The purpose of SSL VPN endpoint checking and NAC are similar - to evaluate the security posture of the device and impose an access policy based on that evaluation.
Most SSL VPN vendors that do this use downloadable software agents to do the work, supplemented by a permanent SSL VPN client for managed machines that need network-layer VPN access.
These agents gather data about the configuration of the device and forward it to a policy server that decides whether the device state warrants access, and if so, to what.
This roughly fits the description of NAC, but here are a few features that are key to NAC that can help distinguish whether SSL VPN checks measure up to the rigors of NAC.
* How is endpoint-check data sent?
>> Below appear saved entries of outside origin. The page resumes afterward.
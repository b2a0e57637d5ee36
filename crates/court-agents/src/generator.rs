use std::time::Instant;

use anyhow::{Context, Result};
use async_trait::async_trait;
use courtroom::{GenerationError, Generator, PromptTemplate, PromptVars};
use rig::client::CompletionClient;
use rig::completion::Prompt;
use rig::providers::openai;
use tracing::debug;

use crate::config::CourtConfig;
use crate::prompts;

/// [`Generator`] backed by an OpenAI-compatible chat endpoint.
///
/// Each call renders the template, builds a fresh single-turn agent with
/// the template's preamble, and returns the trimmed reply. OpenAI and
/// NVIDIA NIM both speak the same protocol, so only the base URL differs.
pub struct RigGenerator {
    client: openai::CompletionsClient,
    model: String,
    temperature: f64,
}

impl RigGenerator {
    pub fn new(config: &CourtConfig) -> Result<Self> {
        let api_key = config.api_key.as_deref().unwrap_or("not-needed");
        let client = openai::CompletionsClient::builder()
            .api_key(api_key)
            .base_url(&config.base_url)
            .build()
            .with_context(|| format!("Failed to build {} client", config.provider))?;

        Ok(Self {
            client,
            model: config.model.clone(),
            temperature: config.temperature,
        })
    }

    pub fn model(&self) -> &str {
        &self.model
    }
}

#[async_trait]
impl Generator for RigGenerator {
    async fn generate(
        &self,
        template: PromptTemplate,
        vars: &PromptVars,
    ) -> Result<String, GenerationError> {
        let prompt = prompts::render(template, vars)?;
        let agent = self
            .client
            .agent(&self.model)
            .preamble(prompts::preamble(template))
            .temperature(self.temperature)
            .build();

        let started = Instant::now();
        let response: String = agent
            .prompt(prompt.as_str())
            .await
            .map_err(|e| GenerationError::Inference {
                template,
                message: e.to_string(),
            })?;
        debug!(
            template = %template,
            model = %self.model,
            prompt_version = prompts::PROMPT_VERSION,
            elapsed_ms = started.elapsed().as_millis() as u64,
            chars = response.chars().count(),
            "Generation complete"
        );

        let trimmed = response.trim();
        if trimmed.is_empty() {
            return Err(GenerationError::EmptyResponse { template });
        }
        Ok(trimmed.to_string())
    }
}
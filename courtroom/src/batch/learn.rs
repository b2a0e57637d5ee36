//! Dataset learning: one-shot verdicts that seed the strategy store and
//! the case archive without running full trials.

use std::time::Duration;

use serde::Serialize;
use tracing::info;

use crate::generation::{generate_with_timeout, vars, Generator, PromptTemplate, PromptVars};
use crate::knowledge::{
    commit_case, commit_lesson, ArchivedCase, CaseArchive, StrategyStore, WritePolicy,
};
use crate::trial::{Outcome, Side};

use super::dataset::CaseRecord;
use super::BatchError;

/// What learning one case produced.
#[derive(Debug, Clone, Serialize)]
pub struct LearnedCase {
    pub case_id: String,
    pub verdict: String,
    pub plaintiff_outcome: Outcome,
    pub plaintiff_lesson: String,
    pub defendant_lesson: String,
    /// Strategy keys written for this case.
    pub recorded_keys: Vec<String>,
    pub archived: bool,
}

#[derive(Debug, Clone, Default, Serialize)]
pub struct LearnSummary {
    pub cases: usize,
    pub wins: usize,
    pub losses: usize,
    pub draws: usize,
    pub strategies_recorded: usize,
}

impl LearnSummary {
    fn add(&mut self, case: &LearnedCase) {
        self.cases += 1;
        match case.plaintiff_outcome {
            Outcome::Win => self.wins += 1,
            Outcome::Loss => self.losses += 1,
            Outcome::Draw => self.draws += 1,
        }
        self.strategies_recorded += case.recorded_keys.len();
    }

    pub fn summary_line(&self) -> String {
        format!(
            "{} cases learned (plaintiff {}W/{}L/{}D), {} strategies recorded",
            self.cases, self.wins, self.losses, self.draws, self.strategies_recorded
        )
    }
}

pub struct BatchLearner<'a> {
    generator: &'a dyn Generator,
    strategies: &'a dyn StrategyStore,
    archive: &'a dyn CaseArchive,
    pacing: Duration,
    write_policy: WritePolicy,
    generation_timeout: Option<Duration>,
}

impl<'a> BatchLearner<'a> {
    pub fn new(
        generator: &'a dyn Generator,
        strategies: &'a dyn StrategyStore,
        archive: &'a dyn CaseArchive,
    ) -> Self {
        Self {
            generator,
            strategies,
            archive,
            pacing: Duration::from_secs(1),
            write_policy: WritePolicy::AppendAlways,
            generation_timeout: None,
        }
    }

    pub fn with_pacing(mut self, pacing: Duration) -> Self {
        self.pacing = pacing;
        self
    }

    pub fn with_write_policy(mut self, policy: WritePolicy) -> Self {
        self.write_policy = policy;
        self
    }

    pub fn with_generation_timeout(mut self, timeout: Option<Duration>) -> Self {
        self.generation_timeout = timeout;
        self
    }

    async fn generate(
        &self,
        case_id: &str,
        template: PromptTemplate,
        prompt_vars: PromptVars,
    ) -> Result<String, BatchError> {
        generate_with_timeout(
            self.generator,
            template,
            &prompt_vars,
            self.generation_timeout,
        )
        .await
        .map(|text| text.trim().to_string())
        .map_err(|source| BatchError::Generation {
            case_id: case_id.to_string(),
            source,
        })
    }

    /// Learn from a single record. All generation happens before any write.
    pub async fn learn_case(&self, record: &CaseRecord) -> Result<LearnedCase, BatchError> {
        let case_id = record.case_id.as_str();

        let verdict = self
            .generate(
                case_id,
                PromptTemplate::BatchJudge,
                PromptVars::new()
                    .with(vars::PLAINTIFF_STATEMENT, &record.plaintiff_statement)
                    .with(vars::DEFENDANT_STATEMENT, &record.defendant_statement),
            )
            .await?;

        let raw = self
            .generate(
                case_id,
                PromptTemplate::OutcomeClassifier,
                PromptVars::new().with(vars::FINAL_VERDICT, verdict.clone()),
            )
            .await?;
        let plaintiff_outcome = Outcome::from_classifier(&raw);

        let mut lessons = Vec::with_capacity(2);
        for (side, statement) in [
            (Side::Plaintiff, &record.plaintiff_statement),
            (Side::Defendant, &record.defendant_statement),
        ] {
            let outcome = match side {
                Side::Plaintiff => plaintiff_outcome,
                Side::Defendant => plaintiff_outcome.complement(),
            };
            let lesson = self
                .generate(
                    case_id,
                    PromptTemplate::Reflection,
                    PromptVars::new()
                        .with(vars::OUTCOME, outcome.label())
                        .with(vars::MY_SPEECHES, statement.clone()),
                )
                .await?;
            lessons.push((side, outcome, lesson));
        }

        let store_err = |e: anyhow::Error| BatchError::Store {
            case_id: case_id.to_string(),
            message: format!("{e:#}"),
        };

        let policy = self.write_policy;
        let mut recorded_keys = Vec::new();
        for (side, outcome, lesson) in &lessons {
            let committed = commit_lesson(self.strategies, *side, *outcome, lesson, policy);
            if let Some(key) = committed.map_err(store_err)? {
                recorded_keys.push(key);
            }
        }

        let plaintiff_lesson = lessons[0].2.clone();
        let defendant_lesson = lessons[1].2.clone();
        let archived = commit_case(
            self.archive,
            ArchivedCase::new(
                &record.archive_summary(),
                &verdict,
                &plaintiff_lesson,
                &defendant_lesson,
            ),
            policy,
        )
        .map_err(store_err)?;

        Ok(LearnedCase {
            case_id: case_id.to_string(),
            verdict,
            plaintiff_outcome,
            plaintiff_lesson,
            defendant_lesson,
            recorded_keys,
            archived,
        })
    }

    /// Learn every record in order. `on_case` sees `(index, total, result)`.
    pub async fn run<F>(
        &self,
        records: &[CaseRecord],
        mut on_case: F,
    ) -> Result<LearnSummary, BatchError>
    where
        F: FnMut(usize, usize, &LearnedCase),
    {
        let mut summary = LearnSummary::default();
        let total = records.len();
        for (index, record) in records.iter().enumerate() {
            info!(case = %record.case_id, index = index + 1, total, "Learning case");
            let learned = self.learn_case(record).await?;
            on_case(index, total, &learned);
            summary.add(&learned);
            tokio::time::sleep(self.pacing).await;
        }
        info!(summary = %summary.summary_line(), "Batch learning complete");
        Ok(summary)
    }
}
With NAC, methods range from 802.1x to piggybacking on other authentication schemes or using a captive portal that requires allowing the scan. SSL VPN vendors often lack the richness of options.
* Can the endpoint check gather data from third party clients? NAC vendors actively seek alliances with other software vendors, such as patch-management purveyors, as a means for gathering key information about configuration and security posture.
* How many operating systems does the integrity checker support? This varies from vendor to vendor, but some have a wide range of support including agents for smart phones.
SSL VPN integrity checks may offer sufficient protection even if they don’t include all the elements that NAC does. In fact, the SSL admission control may be appropriate for remote access purposes. It all depends on the needs of the individual customer.
Since NAC is generally applied to LAN-connected devices, not remote access devices, NAC and SSL VPN integrity checks are separate. But it is valuable to compare and contrast what they do in order to devise flexible overall admission policies.